An animated television series, Lego Elves, was produced by Ja Film in Aarhus, Denmark. In the United States, the first episode titled Unite The Magic was first shown on 8 March 2015 on Disney Channel. The second special titled Dragons To Save Time To Be Brave was shown on March 6, 2016, as a two-part special on Disney Channel. A sequel to Dragons to Save Time to be Brave, titled Down a Dark Path was shown on August 14, 2016, on Disney Channel.

Episodes

Critical reception 
Jenny Nixon for Common Sense Media gave the series a three-star rating, commenting, "This series is jam-packed with little girl bait - sparkling rainbow oceans, a flowing-haired Pegasus or three - and though the plot has a similar amount of depth, there's still something kind of fun about it.
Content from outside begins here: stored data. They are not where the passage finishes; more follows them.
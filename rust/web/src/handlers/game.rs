use crate::errors::{ErrorResponse, IntoErrorResponse};
use crate::session::{GameId, SessionManager};
use rochambeau_engine::report::{RoundReport, Screen};
use rochambeau_engine::score::Score;
use serde::de::DeserializeOwned;
use serde::{Deserialize, Serialize};
use std::sync::Arc;
use warp::http::StatusCode;
use warp::hyper::body::Bytes;
use warp::reply::{self, Response};
use warp::Reply;

#[derive(Debug, Default, Deserialize)]
pub struct CreateGameRequest {
    pub seed: Option<u64>,
}

#[derive(Debug, Deserialize)]
pub struct PlayRoundRequest {
    #[serde(rename = "move")]
    pub player_move: String,
}

/// JSON rendering of a [`Screen`]: the state tag, the score, the message the
/// page shows, and the round report once a round has been played.
#[derive(Debug, Clone, PartialEq, Eq, Serialize)]
pub struct ScreenView {
    pub state: &'static str,
    pub score: Score,
    pub message: String,
    #[serde(skip_serializing_if = "Option::is_none")]
    pub report: Option<RoundReport>,
}

impl From<&Screen> for ScreenView {
    fn from(screen: &Screen) -> Self {
        let state = match screen {
            Screen::Ready { .. } => "ready",
            Screen::Played { .. } => "played",
        };
        Self {
            state,
            score: screen.score(),
            message: screen.message(),
            report: screen.report().copied(),
        }
    }
}

#[derive(Debug, Serialize)]
pub struct GameResponse {
    pub game_id: GameId,
    pub screen: ScreenView,
}

impl GameResponse {
    fn new(game_id: GameId, screen: &Screen) -> Self {
        Self {
            game_id,
            screen: ScreenView::from(screen),
        }
    }
}

/// Starts a new game.
///
/// # HTTP Method and Path
/// - **Method**: POST
/// - **Path**: `/api/games`
///
/// # Request Format
/// Optional JSON body; an empty body starts an entropy-seeded game:
/// ```json
/// { "seed": 42 }
/// ```
///
/// # Response Format
/// - **Success (201 Created)**: `{ "game_id": "...", "screen": { "state": "ready", ... } }`
/// - **Error (400 Bad Request)**: `invalid_request` when the body is not valid JSON
///
/// The page calls this once when it loads, which is the reset hook of the game.
pub async fn create_game(sessions: Arc<SessionManager>, body: Bytes) -> Response {
    let request: CreateGameRequest = match parse_optional_body(&body) {
        Ok(request) => request,
        Err(response) => return response,
    };

    match sessions.create_game(request.seed) {
        Ok((game_id, screen)) => {
            json_response(StatusCode::CREATED, &GameResponse::new(game_id, &screen))
        }
        Err(err) => err.into_http_response(),
    }
}

/// Current screen of a game (`GET /api/games/{id}`).
pub async fn get_game(sessions: Arc<SessionManager>, game_id: GameId) -> Response {
    match sessions.screen(&game_id) {
        Ok(screen) => json_response(StatusCode::OK, &GameResponse::new(game_id, &screen)),
        Err(err) => err.into_http_response(),
    }
}

/// Plays one round against the computer.
///
/// # HTTP Method and Path
/// - **Method**: POST
/// - **Path**: `/api/games/{id}/rounds`
///
/// # Request Format
/// ```json
/// { "move": "rock" }
/// ```
/// The token is matched case-insensitively.
///
/// # Response Format
/// - **Success (200 OK)**: the `played` screen with the round report and updated score
/// - **Error (400 Bad Request)**: `invalid_move` for an unknown token (score unchanged),
///   `invalid_request` for a malformed body
/// - **Error (404 Not Found)**: `game_not_found`
/// - **Error (410 Gone)**: `game_expired`
pub async fn play_round(sessions: Arc<SessionManager>, game_id: GameId, body: Bytes) -> Response {
    let request: PlayRoundRequest = match serde_json::from_slice(&body) {
        Ok(request) => request,
        Err(err) => return invalid_request(&err),
    };

    match sessions.play_round(&game_id, &request.player_move) {
        Ok(screen) => json_response(StatusCode::OK, &GameResponse::new(game_id, &screen)),
        Err(err) => err.into_http_response(),
    }
}

/// Zeroes the score and returns the ready screen (`POST /api/games/{id}/reset`).
pub async fn reset_game(sessions: Arc<SessionManager>, game_id: GameId) -> Response {
    match sessions.reset(&game_id) {
        Ok(screen) => json_response(StatusCode::OK, &GameResponse::new(game_id, &screen)),
        Err(err) => err.into_http_response(),
    }
}

pub async fn delete_game(sessions: Arc<SessionManager>, game_id: GameId) -> Response {
    match sessions.delete_game(&game_id) {
        Ok(()) => reply::with_status(reply::reply(), StatusCode::NO_CONTENT).into_response(),
        Err(err) => err.into_http_response(),
    }
}

fn parse_optional_body<T>(body: &[u8]) -> Result<T, Response>
where
    T: DeserializeOwned + Default,
{
    if body.iter().all(u8::is_ascii_whitespace) {
        return Ok(T::default());
    }
    serde_json::from_slice(body).map_err(|err| invalid_request(&err))
}

fn invalid_request(err: &serde_json::Error) -> Response {
    tracing::info!(error = %err, "rejected malformed request body");
    ErrorResponse::new("invalid_request", format!("Malformed request body: {err}"))
        .into_response(StatusCode::BAD_REQUEST)
}

fn json_response<T: Serialize>(status: StatusCode, body: &T) -> Response {
    reply::with_status(reply::json(body), status).into_response()
}
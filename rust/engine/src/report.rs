use serde::{Deserialize, Serialize};

use crate::moves::{Move, Outcome};
use crate::score::Score;

/// Message shown before the first round and after every reset.
pub const READY_MESSAGE: &str = "Choose your move!";

/// Immutable summary of one completed round.
#[derive(Debug, Copy, Clone, Eq, PartialEq, Serialize, Deserialize)]
pub struct RoundReport {
    /// 1-based round number since the last reset
    pub round: u32,
    pub player_move: Move,
    pub computer_move: Move,
    pub outcome: Outcome,
}

impl RoundReport {
    /// Three-part result text: both moves, a blank line, then the headline.
    pub fn message(&self) -> String {
        self.message_with(true)
    }

    pub fn message_with(&self, emoji: bool) -> String {
        let headline = if emoji {
            format!("{} {}", self.outcome.emoji(), self.outcome.headline())
        } else {
            self.outcome.headline().to_string()
        };
        format!(
            "You chose: {}\nComputer chose: {}\n\n{}",
            self.player_move, self.computer_move, headline
        )
    }
}

/// Everything the presentation layer needs to draw the game.
#[derive(Debug, Copy, Clone, Eq, PartialEq, Serialize, Deserialize)]
#[serde(tag = "state", rename_all = "snake_case")]
pub enum Screen {
    /// Fresh game, waiting for the first move
    Ready { score: Score },
    /// Result of the most recent round
    Played { report: RoundReport, score: Score },
}

impl Screen {
    pub fn score(&self) -> Score {
        match self {
            Screen::Ready { score } | Screen::Played { score, .. } => *score,
        }
    }

    pub fn report(&self) -> Option<&RoundReport> {
        match self {
            Screen::Ready { .. } => None,
            Screen::Played { report, .. } => Some(report),
        }
    }

    pub fn message(&self) -> String {
        self.message_with(true)
    }

    pub fn message_with(&self, emoji: bool) -> String {
        match self {
            Screen::Ready { .. } => READY_MESSAGE.to_string(),
            Screen::Played { report, .. } => report.message_with(emoji),
        }
    }
}
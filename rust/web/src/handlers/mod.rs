pub mod game;
pub mod health;

pub use game::{
    create_game, delete_game, get_game, play_round, reset_game, CreateGameRequest, GameResponse,
    PlayRoundRequest, ScreenView,
};
pub use health::health;
//! Browser front end for the rock-paper-scissors game.
//!
//! Serves the game page from a static directory and a small JSON API that
//! drives one [`rochambeau_engine::round::RoundController`] per game.
pub mod errors;
pub mod handlers;
pub mod logging;
pub mod middleware;
pub mod server;
pub mod session;
pub mod static_handler;

pub use errors::{ErrorResponse, ErrorSeverity, IntoErrorResponse};
pub use logging::{init_logging, init_test_logging, LogEntry, TestLogSubscriber};
pub use middleware::with_request_logging;
pub use server::{routes, AppContext, ServerConfig, ServerError, ServerHandle, WebServer};
pub use session::{GameId, GameSession, SessionError, SessionManager};
pub use static_handler::{StaticError, StaticHandler};
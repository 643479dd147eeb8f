use std::io;

use tracing_subscriber::EnvFilter;

fn main() {
    let filter = EnvFilter::try_from_default_env().unwrap_or_else(|_| EnvFilter::new("warn"));
    tracing_subscriber::fmt()
        .with_env_filter(filter)
        .with_writer(io::stderr)
        .init();

    let code = rochambeau_cli::run(std::env::args(), &mut io::stdout(), &mut io::stderr());
    std::process::exit(code);
}
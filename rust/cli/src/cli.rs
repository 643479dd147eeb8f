//! Command-line argument definitions.

use clap::{Parser, Subcommand};

#[derive(Parser, Debug)]
#[command(
    name = "rochambeau",
    version,
    about = "Rock-paper-scissors against the computer"
)]
pub struct RochambeauCli {
    #[command(subcommand)]
    pub cmd: Commands,
}

#[derive(Subcommand, Debug)]
pub enum Commands {
    /// Play rounds interactively (type rock, paper or scissors)
    Play {
        /// Stop after this many rounds
        #[arg(long, value_parser = clap::value_parser!(u32).range(1..))]
        rounds: Option<u32>,
        /// Seed for the computer's moves
        #[arg(long)]
        seed: Option<u64>,
    },
    /// Print every pairing and its outcome
    Table,
    /// Sample computer moves and report their frequencies
    Rng {
        #[arg(long)]
        seed: Option<u64>,
        /// Number of draws
        #[arg(long, value_parser = clap::value_parser!(u32).range(1..))]
        samples: Option<u32>,
    },
    /// Show resolved configuration and where each value came from
    Cfg,
}
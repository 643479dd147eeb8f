//! Error types for the CLI application.
//!
//! Every command handler returns `Result<(), CliError>` so failures can be
//! propagated with `?` and mapped to an exit code in one place.

use std::fmt;

/// Custom error type for CLI operations.
#[derive(Debug)]
pub enum CliError {
    /// I/O error (stdout/stderr writes, config file reads, etc.)
    Io(std::io::Error),

    /// Invalid user input or command-line arguments
    InvalidInput(String),

    /// Configuration error
    Config(String),
}

impl fmt::Display for CliError {
    fn fmt(&self, f: &mut fmt::Formatter<'_>) -> fmt::Result {
        match self {
            CliError::Io(e) => write!(f, "I/O error: {}", e),
            CliError::InvalidInput(msg) => write!(f, "Invalid input: {}", msg),
            CliError::Config(msg) => write!(f, "Configuration error: {}", msg),
        }
    }
}

impl std::error::Error for CliError {
    fn source(&self) -> Option<&(dyn std::error::Error + 'static)> {
        match self {
            CliError::Io(e) => Some(e),
            _ => None,
        }
    }
}

impl From<std::io::Error> for CliError {
    fn from(error: std::io::Error) -> Self {
        CliError::Io(error)
    }
}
The quests Emily and her elf friends go on can be a tad generic, sure, but it's always nice to see a show with a high percentage of female characters, most of whom jump right in on the action and don't need a boy (or boy elf) to lead the way."

Lego Elves - Webisodes (2015-2017) 
The Lego Elves webisodes were released on the Lego YouTube channel and later combined into episode compilations. Episodes compilation 1-8 was released on 30 April 2018. Episodes compilation 9-17 was released on 7 May 2018. Episodes compilation 18-25 was released on 14 May 2018. Episodes compilation 26-33 was released on 21 May 2018.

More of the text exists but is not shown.